I had thought that a visit to the quaint coastal village of Blakeney might provide some semblance of normality, but even here, it was impossible to escape from the bogeyman. Wandering around the deserted streets, I felt as if I was in an episode of Doctor Who.
But the worst was yet to come. Having a lockdown in the spring was one thing, but shutting the country down for three months during a relentlessly grey, wet winter was another. People who had never suffered from mental-health problems now found themselves experiencing depression for the first time in their lives. I stayed at home, watched television and put on a stone, courtesy of Mr Kipling.
Fortunately, there was light at the end of the tunnel and, after a succession of balls-ups, the British government finally got something right with its vaccine programme. My son's epilepsy diagnosis pushed him to the front of the queue and he received his first Pfizer jab.
As his carer, I was also bumped up the queue and a few weeks later, I received my first AstraZeneca vaccine. On both occasions, I was really impressed by the efficiency of the whole process and the dedication and patience shown by the staff, particularly the volunteer vaccine stewards. Indeed, I felt so grateful, I ended up becoming a vaccine steward myself.
Being a vaccine steward was exhausting. In Brighton, I was on my feet for six hours, with just one 15-minute break. The work was monotonous but vital, as it meant that the NHS staff were able to get on with their jobs rather than wasting time directing people. According to my phone, in an area that was a mere 25ft long, I walked over 8000 steps.
After the miserable winter lockdown ended, I took a train to London and discovered that it was still closed.
I suppose the empty train and PPE vending machine at Lewes Station should have given me a clue. But the idea of a deserted city seemed the stuff of science-fiction films, where the silence was only broken by marauding triffids or gangs of looters. In Trafalgar Square, three police vans were parked on the perimeter and I realised that I was under observation, which was a little disconcerting.Since then, life has gradually returned to normal. Relaxing the rules resulted in a spike of new Covid cases, but that now seems to be in reverse and the number of people wearing masks in crowded places is slowly declining. Friends have started kissing again, so we're now back to the nightmare of trying to remember if so-and-so is a one- or two-cheek-kissing person.
Overall, I wouldn't say that Covid-19 has had a huge impact on my life.

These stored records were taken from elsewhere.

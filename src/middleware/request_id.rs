use axum::{
    body::Body,
    extract::Request,
    http::{HeaderMap, HeaderValue},
    middleware::Next,
    response::Response,
};
use uuid::Uuid;

/// Header carrying the request id in both directions
pub const REQUEST_ID_HEADER: &str = "x-request-id";

/// Per-request correlation id, available to handlers as an extension
#[derive(Clone, Copy, Debug, PartialEq, Eq)]
pub struct RequestId(pub Uuid);

impl RequestId {
    /// Reuses a well-formed incoming id, otherwise mints a fresh one
    pub fn from_headers(headers: &HeaderMap) -> Self {
        headers
            .get(REQUEST_ID_HEADER)
            .and_then(|value| value.to_str().ok())
            .and_then(|value| Uuid::parse_str(value.trim()).ok())
            .map(RequestId)
            .unwrap_or_default()
    }
}

impl Default for RequestId {
    fn default() -> Self {
        Self(Uuid::new_v4())
    }
}

impl std::fmt::Display for RequestId {
    fn fmt(&self, f: &mut std::fmt::Formatter<'_>) -> std::fmt::Result {
        write!(f, "{}", self.0)
    }
}

/// Tags every request with a [`RequestId`] and echoes it on the response
pub async fn request_id_middleware(mut request: Request, next: Next) -> Response {
    let request_id = RequestId::from_headers(request.headers());
    request.extensions_mut().insert(request_id);

    let mut response = next.run(request).await;

    if let Ok(value) = HeaderValue::from_str(&request_id.to_string()) {
        response.headers_mut().insert(REQUEST_ID_HEADER, value);
    }

    response
}

/// Span for `TraceLayer` that records the request id set by the middleware
pub fn make_span_with_request_id(request: &Request<Body>) -> tracing::Span {
    let request_id = request
        .extensions()
        .get::<RequestId>()
        .map(ToString::to_string)
        .unwrap_or_else(|| "unknown".to_string());

    tracing::info_span!(
        "http_request",
        method = %request.method(),
        uri = %request.uri(),
        request_id = %request_id,
    )
}

#[cfg(test)]
mod tests {
    use super::*;

    #[test]
    fn test_incoming_uuid_is_reused() {
        let id = Uuid::new_v4();
        let mut headers = HeaderMap::new();
        headers.insert(REQUEST_ID_HEADER, HeaderValue::from_str(&id.to_string()).unwrap());

        assert_eq!(RequestId::from_headers(&headers), RequestId(id));
    }

    #[test]
    fn test_garbage_header_gets_fresh_id() {
        let mut headers = HeaderMap::new();
        headers.insert(REQUEST_ID_HEADER, HeaderValue::from_static("not-a-uuid"));

        let first = RequestId::from_headers(&headers);
        let second = RequestId::from_headers(&HeaderMap::new());
        assert_ne!(first, second);
    }
}
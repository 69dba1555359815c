use axum::{
    http::StatusCode,
    response::{IntoResponse, Response},
    Json,
};
use serde_json::json;

/// Why a single recommendation batch could not be produced
///
/// Display strings are the messages shown to the user as-is.
#[derive(thiserror::Error, Debug, Clone, PartialEq)]
pub enum FetchError {
    #[error("The request took too long and was timed out. Please try again.")]
    Timeout,

    #[error("{0}")]
    Api(String),

    #[error("The query was blocked for safety reasons. Please try a different query.")]
    SafetyBlocked,

    #[error("The AI returned an empty or invalid response.")]
    EmptyResponse,

    #[error("AI did not return a recognizable JSON object.")]
    NoJsonFound,

    #[error("AI response was malformed and could not be repaired.")]
    MalformedJson,

    #[error("Network error: {0}")]
    Network(String),
}

impl From<reqwest::Error> for FetchError {
    fn from(err: reqwest::Error) -> Self {
        if err.is_timeout() {
            FetchError::Timeout
        } else {
            FetchError::Network(err.to_string())
        }
    }
}

/// Application-level errors
#[derive(thiserror::Error, Debug)]
pub enum AppError {
    #[error(transparent)]
    Fetch(#[from] FetchError),

    #[error("Not found: {0}")]
    NotFound(String),

    #[error("Invalid input: {0}")]
    InvalidInput(String),

    #[error("Internal server error: {0}")]
    Internal(String),
}

impl IntoResponse for AppError {
    fn into_response(self) -> Response {
        let (status, message) = match self {
            AppError::NotFound(msg) => (StatusCode::NOT_FOUND, msg),
            AppError::InvalidInput(msg) => (StatusCode::BAD_REQUEST, msg),
            AppError::Internal(_) => (StatusCode::INTERNAL_SERVER_ERROR, self.to_string()),
            AppError::Fetch(err) => {
                let status = match err {
                    FetchError::Timeout => StatusCode::GATEWAY_TIMEOUT,
                    FetchError::SafetyBlocked => StatusCode::UNPROCESSABLE_ENTITY,
                    _ => StatusCode::BAD_GATEWAY,
                };
                (status, err.to_string())
            }
        };

        let body = Json(json!({
            "error": message
        }));

        (status, body).into_response()
    }
}

pub type AppResult<T> = Result<T, AppError>;
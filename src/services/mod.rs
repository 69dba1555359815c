pub mod cards;
pub mod extract;
pub mod prompt;
pub mod providers;
pub mod recommendations;
pub mod search;
pub mod session;
pub mod sessions;

pub use providers::{GeminiProvider, RecommendationProvider};
pub use sessions::SessionStore;
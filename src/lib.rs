pub mod api;
pub mod config;
pub mod error;
pub mod middleware;
pub mod models;
pub mod services;
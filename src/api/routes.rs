use axum::{
    middleware,
    routing::{get, post, put},
    Router,
};
use tower::ServiceBuilder;
use tower_http::{cors::CorsLayer, trace::TraceLayer};

use super::handlers;
use super::AppState;
use crate::middleware::request_id::{make_span_with_request_id, request_id_middleware};

/// Creates the main API router with all routes
pub fn create_router(state: AppState) -> Router {
    Router::new()
        .route("/health", get(handlers::health_check))
        .nest("/api/v1", api_routes())
        .layer(
            ServiceBuilder::new()
                .layer(middleware::from_fn(request_id_middleware))
                .layer(TraceLayer::new_for_http().make_span_with(make_span_with_request_id))
                .layer(CorsLayer::permissive()),
        )
        .with_state(state)
}

/// API routes under /api/v1
fn api_routes() -> Router<AppState> {
    Router::new()
        .route("/platforms", get(handlers::get_platforms))
        // Stateless single batch
        .route("/recommendations", post(handlers::recommend))
        // Search sessions
        .route("/sessions", post(handlers::create_session))
        .route(
            "/sessions/:id",
            get(handlers::get_session).delete(handlers::delete_session),
        )
        .route("/sessions/:id/search", post(handlers::search))
        .route("/sessions/:id/more", post(handlers::show_more))
        .route("/sessions/:id/active", put(handlers::select_active))
}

The people who have suffered have been the young, those who haven't been able to see loved ones and, of course, those who caught the virus. I was already leading a life of self-isolation looking after my sons, so the lockdown didn't change things much for me.
However, I did learn one important lesson: make hay while the sun shines. Spend more time with friends and loved ones, visit the places you've always wanted to see and don't spend all your days at home eating Mr Kipling's Almond Slices. I hope that there won't be another long year like this in my lifetime, but this is, after all, an age of uncertainty.